For every renovation, there is a focus on a design which is dubbed “Special Project.” In this case, the project is aimed at Beth-Anne’s welfare. The team builds a garden with gravel and plants composed mostly of herbs. The team calls it “the sensory garden.” When Beth Anne steps on the gravel, she would immediately feel that she is in the garden and the herbs will give off scents to draw her in further. It is a simple solution but one that has something to do more with being human than achieving any desired aesthetics.
One of the surprises for the couple in this episode is how the team, given how cramped the whole bungalow is, develops a functioning space for a nursery.
Responsible for the massive renovation for each episode is a team of designers and hundreds of crew taking over the house after the owners have been reported or sighted as having left the premises. The design team, led by Danielle Brooks (Orange is the New Black), has Erik Curtis (carpenter), Adair Curtis (interior), Nick Cutsumpas (landscaper), and Paige Mobley (special project).

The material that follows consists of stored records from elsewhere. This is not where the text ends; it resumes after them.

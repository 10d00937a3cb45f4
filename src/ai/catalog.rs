use crate::ai::prompts;
use crate::core::model::Platform;

/// Immutable per-platform prompt entry: the system instruction sent with
/// every request and the framing applied to the editor's raw text.
pub struct PromptSpec {
    pub system_instruction: &'static str,
    build_user_message: fn(&str) -> String,
}

impl PromptSpec {
    pub fn user_message(&self, raw_input: &str) -> String {
        (self.build_user_message)(raw_input)
    }
}

/// Every platform has an entry by construction; the match is exhaustive.
pub fn prompt_spec(platform: Platform) -> PromptSpec {
    match platform {
        Platform::YouTube => PromptSpec {
            system_instruction: prompts::YOUTUBE_SYSTEM_INSTRUCTION,
            build_user_message: prompts::youtube_user_message,
        },
        Platform::X => PromptSpec {
            system_instruction: prompts::X_SYSTEM_INSTRUCTION,
            build_user_message: prompts::x_user_message,
        },
        Platform::Facebook => PromptSpec {
            system_instruction: prompts::FACEBOOK_SYSTEM_INSTRUCTION,
            build_user_message: prompts::facebook_user_message,
        },
    }
}

pub fn instruction_for(platform: Platform) -> &'static str {
    prompt_spec(platform).system_instruction
}

pub fn user_message_for(platform: Platform, raw_input: &str) -> String {
    prompt_spec(platform).user_message(raw_input)
}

With seemingly less focus on design aesthetics, one would think the renovation will simply be slapdash (there are reviews that seem to question how stable the repairs are). That impression is a bit unfair. In many difficult situations, the team, especially head carpenter Erik, who also taught 3D design and woodworking, manages to provide solutions that are extraordinary—and maybe expensive. One of these is a small “school’’ hoisted up by a giant crane over the house itself to be planted in the backyard. Nothing beats the time a helicopter is employed to bring heavy glass windows to serve as part of a roof. The glass windows open to a terrace above the house, made for a gay couple, one partner a firefighter who loves his mother dearly.
There is a great lesson we should not miss in this program, and that is the value of good planning. Weeks before the actual implementation of changes, the team meets at a warehouse where they simulate the conditions similar to the beneficiary house. They rehearse and practice with all kinds of interventions.
Instant Dream House, which has landed in the Top 10 list of most-viewed titles in various territories, is streaming on Netflix.